What the exercise asks – Below are the records; copy each line in them that holds the word "attributes".

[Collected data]
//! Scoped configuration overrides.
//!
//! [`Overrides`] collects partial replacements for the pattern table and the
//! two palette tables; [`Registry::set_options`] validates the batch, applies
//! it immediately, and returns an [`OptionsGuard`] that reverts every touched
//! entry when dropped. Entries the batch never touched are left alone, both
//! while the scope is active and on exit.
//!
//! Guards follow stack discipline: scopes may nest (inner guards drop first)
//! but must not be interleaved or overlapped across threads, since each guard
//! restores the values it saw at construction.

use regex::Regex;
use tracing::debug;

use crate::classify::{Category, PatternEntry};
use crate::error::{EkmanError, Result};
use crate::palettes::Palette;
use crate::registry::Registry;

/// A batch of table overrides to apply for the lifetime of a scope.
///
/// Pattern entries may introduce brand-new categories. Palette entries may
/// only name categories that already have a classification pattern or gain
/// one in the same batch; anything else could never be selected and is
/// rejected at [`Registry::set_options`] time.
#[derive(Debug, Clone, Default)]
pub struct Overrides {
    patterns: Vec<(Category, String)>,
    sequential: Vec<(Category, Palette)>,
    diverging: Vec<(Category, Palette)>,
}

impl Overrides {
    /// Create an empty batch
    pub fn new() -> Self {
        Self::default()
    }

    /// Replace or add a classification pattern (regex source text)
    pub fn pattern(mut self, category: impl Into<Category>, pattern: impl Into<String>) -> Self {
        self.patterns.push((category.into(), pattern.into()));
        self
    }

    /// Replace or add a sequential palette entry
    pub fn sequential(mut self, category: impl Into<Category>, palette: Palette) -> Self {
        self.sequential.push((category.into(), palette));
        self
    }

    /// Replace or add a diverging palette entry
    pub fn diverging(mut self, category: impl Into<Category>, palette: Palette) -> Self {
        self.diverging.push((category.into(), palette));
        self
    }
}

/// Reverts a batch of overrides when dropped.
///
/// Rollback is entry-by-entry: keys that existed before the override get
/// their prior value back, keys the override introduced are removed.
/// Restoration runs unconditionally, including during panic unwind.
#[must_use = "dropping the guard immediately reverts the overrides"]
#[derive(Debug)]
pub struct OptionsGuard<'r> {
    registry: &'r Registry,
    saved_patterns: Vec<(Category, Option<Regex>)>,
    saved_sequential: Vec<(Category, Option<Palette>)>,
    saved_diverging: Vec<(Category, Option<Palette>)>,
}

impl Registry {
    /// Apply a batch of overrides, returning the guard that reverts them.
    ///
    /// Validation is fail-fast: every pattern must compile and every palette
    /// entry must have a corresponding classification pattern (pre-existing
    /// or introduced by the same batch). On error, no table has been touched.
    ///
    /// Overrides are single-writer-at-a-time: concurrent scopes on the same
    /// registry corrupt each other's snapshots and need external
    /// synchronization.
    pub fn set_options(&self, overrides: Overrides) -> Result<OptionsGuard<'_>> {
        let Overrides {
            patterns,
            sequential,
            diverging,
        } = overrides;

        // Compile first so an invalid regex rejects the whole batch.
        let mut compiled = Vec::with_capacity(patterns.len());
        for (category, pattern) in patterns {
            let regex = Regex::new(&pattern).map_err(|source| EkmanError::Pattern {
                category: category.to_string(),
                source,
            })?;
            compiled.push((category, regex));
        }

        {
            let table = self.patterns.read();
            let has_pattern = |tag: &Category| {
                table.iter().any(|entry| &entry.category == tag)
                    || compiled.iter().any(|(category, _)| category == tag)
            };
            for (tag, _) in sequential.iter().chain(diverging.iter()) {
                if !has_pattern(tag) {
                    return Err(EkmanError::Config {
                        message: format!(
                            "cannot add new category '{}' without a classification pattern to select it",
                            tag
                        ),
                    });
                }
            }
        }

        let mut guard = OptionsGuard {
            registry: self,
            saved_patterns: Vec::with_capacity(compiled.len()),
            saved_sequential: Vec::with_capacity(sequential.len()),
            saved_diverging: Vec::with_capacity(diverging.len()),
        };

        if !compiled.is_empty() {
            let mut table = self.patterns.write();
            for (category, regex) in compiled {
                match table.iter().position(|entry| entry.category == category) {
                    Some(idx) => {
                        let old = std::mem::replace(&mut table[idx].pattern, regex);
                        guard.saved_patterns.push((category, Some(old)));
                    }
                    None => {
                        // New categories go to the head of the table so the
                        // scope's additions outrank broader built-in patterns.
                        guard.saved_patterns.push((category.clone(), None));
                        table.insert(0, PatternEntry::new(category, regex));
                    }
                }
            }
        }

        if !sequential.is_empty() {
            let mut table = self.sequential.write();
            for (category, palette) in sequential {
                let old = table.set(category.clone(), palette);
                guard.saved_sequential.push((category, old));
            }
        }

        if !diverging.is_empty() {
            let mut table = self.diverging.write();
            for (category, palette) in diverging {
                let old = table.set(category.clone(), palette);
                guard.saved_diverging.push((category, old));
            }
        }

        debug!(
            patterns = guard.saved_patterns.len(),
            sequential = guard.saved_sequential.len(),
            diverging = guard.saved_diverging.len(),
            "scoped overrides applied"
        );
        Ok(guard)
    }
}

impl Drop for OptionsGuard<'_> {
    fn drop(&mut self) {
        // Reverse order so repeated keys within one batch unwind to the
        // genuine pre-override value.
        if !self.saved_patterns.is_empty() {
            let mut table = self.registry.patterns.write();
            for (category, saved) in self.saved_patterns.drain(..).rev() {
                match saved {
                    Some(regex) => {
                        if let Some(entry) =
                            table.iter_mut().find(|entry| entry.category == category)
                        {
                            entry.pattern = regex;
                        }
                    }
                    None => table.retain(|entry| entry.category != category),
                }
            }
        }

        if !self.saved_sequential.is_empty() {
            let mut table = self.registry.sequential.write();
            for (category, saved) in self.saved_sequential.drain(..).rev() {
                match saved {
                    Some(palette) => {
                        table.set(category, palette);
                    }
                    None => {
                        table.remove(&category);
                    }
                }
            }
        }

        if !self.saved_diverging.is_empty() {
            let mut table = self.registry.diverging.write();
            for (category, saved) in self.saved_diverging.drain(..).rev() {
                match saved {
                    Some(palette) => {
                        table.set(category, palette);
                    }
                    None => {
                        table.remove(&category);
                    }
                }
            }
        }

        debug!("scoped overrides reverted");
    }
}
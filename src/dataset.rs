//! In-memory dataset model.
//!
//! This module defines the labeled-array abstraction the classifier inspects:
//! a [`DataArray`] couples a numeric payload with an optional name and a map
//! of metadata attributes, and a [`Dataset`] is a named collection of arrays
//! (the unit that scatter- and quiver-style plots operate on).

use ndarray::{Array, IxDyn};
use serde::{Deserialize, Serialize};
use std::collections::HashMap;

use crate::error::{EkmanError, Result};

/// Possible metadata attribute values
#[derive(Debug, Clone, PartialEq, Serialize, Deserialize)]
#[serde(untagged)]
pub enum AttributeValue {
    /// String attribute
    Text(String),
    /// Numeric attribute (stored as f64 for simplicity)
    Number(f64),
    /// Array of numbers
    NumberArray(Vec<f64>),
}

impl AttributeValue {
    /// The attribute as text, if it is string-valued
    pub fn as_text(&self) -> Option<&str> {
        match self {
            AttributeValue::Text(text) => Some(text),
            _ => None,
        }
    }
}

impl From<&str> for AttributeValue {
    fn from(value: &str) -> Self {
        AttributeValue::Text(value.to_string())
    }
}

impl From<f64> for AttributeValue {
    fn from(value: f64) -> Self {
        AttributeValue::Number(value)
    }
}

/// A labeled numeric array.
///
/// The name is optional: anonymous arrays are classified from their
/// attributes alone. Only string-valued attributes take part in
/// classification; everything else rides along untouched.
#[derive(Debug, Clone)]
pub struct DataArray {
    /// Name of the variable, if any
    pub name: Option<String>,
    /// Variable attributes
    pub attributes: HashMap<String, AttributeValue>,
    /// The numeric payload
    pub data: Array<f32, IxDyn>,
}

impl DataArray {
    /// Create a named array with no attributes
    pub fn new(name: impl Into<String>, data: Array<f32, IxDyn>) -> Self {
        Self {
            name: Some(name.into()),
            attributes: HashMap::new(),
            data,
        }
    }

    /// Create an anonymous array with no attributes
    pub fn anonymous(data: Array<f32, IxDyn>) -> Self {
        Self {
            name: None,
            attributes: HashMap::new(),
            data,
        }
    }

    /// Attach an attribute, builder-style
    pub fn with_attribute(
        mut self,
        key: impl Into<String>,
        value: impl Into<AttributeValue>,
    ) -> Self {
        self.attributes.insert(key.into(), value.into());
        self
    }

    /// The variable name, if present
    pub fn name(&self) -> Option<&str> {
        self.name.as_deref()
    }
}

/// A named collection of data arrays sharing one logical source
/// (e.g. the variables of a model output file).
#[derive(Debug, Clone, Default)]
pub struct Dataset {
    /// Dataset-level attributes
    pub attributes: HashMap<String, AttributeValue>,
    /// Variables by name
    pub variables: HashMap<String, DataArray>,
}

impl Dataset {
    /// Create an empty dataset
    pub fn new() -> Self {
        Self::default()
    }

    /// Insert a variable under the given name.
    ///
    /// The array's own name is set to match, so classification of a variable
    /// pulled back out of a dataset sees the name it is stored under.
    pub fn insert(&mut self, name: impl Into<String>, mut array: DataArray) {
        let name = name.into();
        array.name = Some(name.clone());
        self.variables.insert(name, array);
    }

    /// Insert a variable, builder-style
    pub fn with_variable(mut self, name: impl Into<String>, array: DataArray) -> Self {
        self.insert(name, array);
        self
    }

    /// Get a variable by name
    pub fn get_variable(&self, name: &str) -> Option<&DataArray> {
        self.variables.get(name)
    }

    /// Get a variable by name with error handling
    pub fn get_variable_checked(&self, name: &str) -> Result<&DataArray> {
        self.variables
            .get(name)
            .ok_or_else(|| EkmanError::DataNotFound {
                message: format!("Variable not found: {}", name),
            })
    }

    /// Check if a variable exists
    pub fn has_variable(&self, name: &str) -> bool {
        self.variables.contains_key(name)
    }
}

Exercise solution –
//! of metadata attributes, and a [`Dataset`] is a named collection of arrays
/// attributes alone. Only string-valued attributes take part in
    /// Variable attributes
    pub attributes: HashMap<String, AttributeValue>,
    /// Create a named array with no attributes
            attributes: HashMap::new(),
    /// Create an anonymous array with no attributes
            attributes: HashMap::new(),
        self.attributes.insert(key.into(), value.into());
    /// Dataset-level attributes
    pub attributes: HashMap<String, AttributeValue>,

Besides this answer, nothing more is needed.